__Aim of the task__: Within the material, how many of the lines include the word "once"? State only that number.

__Data provided__:
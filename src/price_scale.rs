// Price scale and its oracle.
//
// All price arrays hold one entry per token, priced in units of token 0 (the base asset), so entry 0
// is always exactly 1e18 and is never touched.
//
// The oracle is an exponential moving average of the price signal left behind by trades. The price
// scale (which the invariant uses to normalize balances) only moves toward the oracle once the two
// have drifted apart by more than price_threshold, and then by at most adjustment_step per update.

use borsh::{BorshDeserialize, BorshSerialize};
use tracing::{debug, info};

use crate::{
    amp_gamma::TimestampT,
    common::create_result_array,
    error::PoolError,
    fixed_point::{self, halfpow, AbsDiff, ONE, U256},
    invariant::AmountT,
};

pub type PriceT = U256;

//longest allowed half time of the moving average
pub const MAX_MA_HALF_TIME: TimestampT = 7 * 24 * 60 * 60;

#[derive(BorshSerialize, BorshDeserialize, Debug, Clone, Copy, PartialEq, Eq)]
pub struct PriceScaleOracle<const TOKEN_COUNT: usize> {
    price_scale: [PriceT; TOKEN_COUNT],
    price_oracle: [PriceT; TOKEN_COUNT],
    last_prices: [PriceT; TOKEN_COUNT],
    last_prices_ts: TimestampT,
    //all three 1e18 fixed point
    price_threshold: U256,
    adjustment_step: U256,
    ma_half_time: TimestampT,
}

impl<const TOKEN_COUNT: usize> PriceScaleOracle<TOKEN_COUNT> {
    /// `initial_prices` are the prices of tokens 1..TOKEN_COUNT in units of token 0.
    pub fn new(
        initial_prices: &[PriceT],
        price_threshold: U256,
        adjustment_step: U256,
        ma_half_time: TimestampT,
        current_ts: TimestampT,
    ) -> Result<Self, PoolError> {
        if initial_prices.len() != TOKEN_COUNT - 1 || initial_prices.iter().any(|price| price.is_zero()) {
            return Err(PoolError::InvalidPriceInput);
        }
        if ma_half_time == 0
            || ma_half_time > MAX_MA_HALF_TIME
            || price_threshold.is_zero()
            || price_threshold > ONE
            || adjustment_step > ONE
        {
            return Err(PoolError::InvalidOracleParameter);
        }

        let mut prices = [ONE; TOKEN_COUNT];
        prices[1..].copy_from_slice(initial_prices);
        Ok(Self {
            price_scale: prices,
            price_oracle: prices,
            last_prices: prices,
            last_prices_ts: current_ts,
            price_threshold,
            adjustment_step,
            ma_half_time,
        })
    }

    pub fn price_scale(&self) -> &[PriceT; TOKEN_COUNT] {
        &self.price_scale
    }

    pub fn last_prices(&self) -> &[PriceT; TOKEN_COUNT] {
        &self.last_prices
    }

    pub fn last_prices_ts(&self) -> TimestampT {
        self.last_prices_ts
    }

    /// The moving average as it will be once `current_ts` is reached (without a new price signal).
    pub fn price_oracle(&self, current_ts: TimestampT) -> Result<[PriceT; TOKEN_COUNT], PoolError> {
        let mut projected = *self;
        projected.tick(current_ts)?;
        Ok(projected.price_oracle)
    }

    /// Folds the last price signal into the moving average for the time passed since it was recorded.
    pub fn tick(&mut self, current_ts: TimestampT) -> Result<(), PoolError> {
        if current_ts <= self.last_prices_ts {
            return Ok(());
        }
        let elapsed = U256::from(current_ts - self.last_prices_ts);
        let alpha = halfpow(elapsed * ONE / self.ma_half_time)?;
        for k in 1..TOKEN_COUNT {
            self.price_oracle[k] = (self.last_prices[k] * (ONE - alpha) + self.price_oracle[k] * alpha) / ONE;
        }
        self.last_prices_ts = current_ts;
        Ok(())
    }

    pub fn record_price(&mut self, index: usize, price: PriceT) -> Result<(), PoolError> {
        if index == 0 || index >= TOKEN_COUNT {
            return Err(PoolError::InvalidIndex);
        }
        if price.is_zero() {
            return Err(PoolError::InvalidPriceInput);
        }
        self.last_prices[index] = price;
        Ok(())
    }

    /// Distance between oracle and price scale: sqrt(sum_k (oracle_k / scale_k - 1)^2)
    pub fn deviation(&self) -> Result<U256, PoolError> {
        let mut sum_of_squares = U256::zero();
        for k in 1..TOKEN_COUNT {
            let ratio = fixed_point::div_fp(self.price_oracle[k], self.price_scale[k]).ok_or(PoolError::MathOverflow)?;
            let deviation = ratio.abs_diff(ONE);
            sum_of_squares += fixed_point::mul_fp(deviation, deviation).ok_or(PoolError::MathOverflow)?;
        }
        fixed_point::sqrt_fp(sum_of_squares)
    }

    /// New price scale if the oracle has drifted far enough away from the current one.
    ///
    /// Moves every price toward the oracle along the same relative path, by at most
    /// adjustment_step (in terms of deviation) and never beyond the oracle itself.
    pub fn propose_repeg(&self) -> Result<Option<[PriceT; TOKEN_COUNT]>, PoolError> {
        let norm = self.deviation()?;
        if norm <= self.price_threshold {
            return Ok(None);
        }
        let step = std::cmp::min(self.adjustment_step, norm);
        let proposed = create_result_array(|k| {
            if k == 0 {
                return Ok(ONE);
            }
            let moved = self.price_scale[k] * (norm - step) + step * self.price_oracle[k];
            Ok(moved / norm)
        })?;
        debug!(%norm, %step, ?proposed, "price scale re-peg proposed");
        Ok(Some(proposed))
    }

    pub fn set_price_scale(&mut self, price_scale: [PriceT; TOKEN_COUNT]) {
        info!(old = ?self.price_scale, new = ?price_scale, "price scale updated");
        self.price_scale = price_scale;
    }

    /// Converts raw token amounts (already multiplied by their precisions) into units of token 0.
    pub fn normalize(&self, amounts: &[AmountT; TOKEN_COUNT]) -> Result<[AmountT; TOKEN_COUNT], PoolError> {
        Self::normalize_with(&self.price_scale, amounts)
    }

    pub fn normalize_with(
        price_scale: &[PriceT; TOKEN_COUNT],
        amounts: &[AmountT; TOKEN_COUNT],
    ) -> Result<[AmountT; TOKEN_COUNT], PoolError> {
        create_result_array(|k| fixed_point::mul_fp(amounts[k], price_scale[k]).ok_or(PoolError::MathOverflow))
    }

    /// Inverse of normalize for a single token.
    pub fn denormalize(&self, index: usize, amount: AmountT) -> Result<AmountT, PoolError> {
        fixed_point::div_fp(amount, self.price_scale[index]).ok_or(PoolError::MathOverflow)
    }
}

__Completed exercise__: 2